### [PROBLEM DESCRIPTION]
Filter the lines below, copying only those with the string "convert".
:::::
use serde::{Deserialize, Serialize};

#[derive(Debug, Clone, Serialize, Deserialize)]
pub struct RuleMeta {
    pub id: String,
    pub name: String,
    pub version: String,
}

#[derive(Debug, Clone, Serialize, Deserialize)]
pub struct RuleScope {
    /// App-identifier patterns with glob semantics; `"*"` matches any app.
    pub include: Vec<String>,
    pub priority: i32,
}

#[derive(Debug, Clone, Serialize, Deserialize)]
#[serde(tag = "kind", rename_all = "snake_case")]
pub enum TriggerSpec {
    Regex {
        pattern: String,
        #[serde(default, skip_serializing_if = "Option::is_none")]
        extraction_pattern: Option<String>,
    },
    Keyword {
        pattern: String,
    },
    /// Reserved for future semantic matchers; never matches today.
    Context {
        pattern: String,
    },
}

impl TriggerSpec {
    pub fn extraction_pattern(&self) -> Option<&str> {
        match self {
            TriggerSpec::Regex {
                extraction_pattern, ..
            } => extraction_pattern.as_deref(),
            _ => None,
        }
    }
}

/// Per-kind action payloads. Keeping this a tagged enum means a rule can't be
/// loaded with the fields of one kind and the behavior of another.
#[derive(Debug, Clone, Serialize, Deserialize)]
#[serde(tag = "kind", rename_all = "snake_case")]
pub enum ActionSpec {
    Url {
        template: String,
    },
    Path,
    Script {
        #[serde(default)]
        script_path: Option<String>,
        /// Fallback script location when `script_path` is absent.
        #[serde(default)]
        template: String,
        #[serde(default)]
        arguments: Vec<String>,
    },
    AiTranslate,
    AiSummarize,
    AiProcess {
        /// Intent string handed to the model alongside the captured text.
        template: String,
    },
    LocalFormat,
}

impl ActionSpec {
    pub fn kind_name(&self) -> &'static str {
        match self {
            ActionSpec::Url { .. } => "url",
            ActionSpec::Path => "path",
            ActionSpec::Script { .. } => "script",
            ActionSpec::AiTranslate => "ai_translate",
            ActionSpec::AiSummarize => "ai_summarize",
            ActionSpec::AiProcess { .. } => "ai_process",
            ActionSpec::LocalFormat => "local_format",
        }
    }

    pub fn is_ai(&self) -> bool {
        matches!(
            self,
            ActionSpec::AiTranslate | ActionSpec::AiSummarize | ActionSpec::AiProcess { .. }
        )
    }
}

#[derive(Debug, Clone, Serialize, Deserialize)]
pub struct Rule {
    pub meta: RuleMeta,
    pub scope: RuleScope,
    pub trigger: TriggerSpec,
    pub action: ActionSpec,
}

#[cfg(test)]
mod tests {
    use super::*;

    #[test]
    fn rule_roundtrips_through_tagged_json() {
        let json = r#"{
            "meta": {"id": "r1", "name": "Open link", "version": "1.0.0"},
            "scope": {"include": ["*"], "priority": 90},
            "trigger": {"kind": "regex", "pattern": "https?://", "extraction_pattern": "https?://\\S+"},
            "action": {"kind": "url", "template": "${0}"}
        }"#;

        let rule: Rule = serde_json::from_str(json).expect("rule should parse");
        assert_eq!(rule.meta.id, "r1");
        assert_eq!(rule.action.kind_name(), "url");
        assert_eq!(rule.trigger.extraction_pattern(), Some("https?://\\S+"));

        let back = serde_json::to_string(&rule).expect("rule should serialize");
        let again: Rule = serde_json::from_str(&back).expect("serialized rule should parse");
        assert_eq!(again.meta.id, rule.meta.id);
    }

    #[test]
    fn unknown_action_kind_is_rejected() {
        let json = r#"{
            "meta": {"id": "r2", "name": "Mystery", "version": "1.0.0"},
            "scope": {"include": ["*"], "priority": 10},
            "trigger": {"kind": "keyword", "pattern": "x"},
            "action": {"kind": "ai_hallucinate", "template": ""}
        }"#;

        assert!(serde_json::from_str::<Rule>(json).is_err());
    }

    #[test]
    fn script_action_defaults_optional_fields() {
        let json = r#"{
            "meta": {"id": "r3", "name": "Run script", "version": "1.0.0"},
            "scope": {"include": ["*"], "priority": 10},
            "trigger": {"kind": "keyword", "pattern": "csv"},
            "action": {"kind": "script", "template": "convert.py"}
        }"#;

        let rule: Rule = serde_json::from_str(json).expect("script rule should parse");
        match rule.action {
            ActionSpec::Script {
                script_path,
                template,
                arguments,
            } => {
                assert!(script_path.is_none());
                assert_eq!(template, "convert.py");
                assert!(arguments.is_empty());
            }
            other => panic!("expected script action, got {other:?}"),
        }
    }
}
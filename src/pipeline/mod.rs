pub mod commands;
pub mod controller;

pub use controller::PipelineController;
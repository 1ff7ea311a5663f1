pub mod ai;
pub mod format;
pub mod script;

pub use ai::AiClient;
pub use script::ScriptRunner;
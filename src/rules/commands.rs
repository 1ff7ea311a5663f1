use tauri::State;

use crate::AppState;

use super::types::Rule;

#[tauri::command]
pub async fn get_actions_list(state: State<'_, AppState>) -> Result<Vec<Rule>, String> {
    Ok(state.rules.rules())
}

#[tauri::command]
pub async fn save_actions(state: State<'_, AppState>, actions: String) -> Result<(), String> {
    state.rules.save_raw(&actions).map_err(|e| e.to_string())
}

#[tauri::command]
pub async fn reload_actions(state: State<'_, AppState>) -> Result<(), String> {
    state.rules.force_reload();
    Ok(())
}

#[tauri::command]
pub async fn import_actions(state: State<'_, AppState>, path: String) -> Result<String, String> {
    let count = state.rules.import(&path).map_err(|e| e.to_string())?;
    Ok(format!("Imported {count} rules."))
}

/// Draft a rule from a natural-language description. The caller reviews and
/// saves it explicitly; nothing is persisted here.
#[tauri::command]
pub async fn ai_generate_rule(
    state: State<'_, AppState>,
    description: String,
) -> Result<Rule, String> {
    state
        .ai
        .generate_rule(&description)
        .await
        .map_err(|e| e.to_string())
}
:::::
### [RESULT BELOW]
            "action": {"kind": "script", "template": "convert.py"}
                assert_eq!(template, "convert.py");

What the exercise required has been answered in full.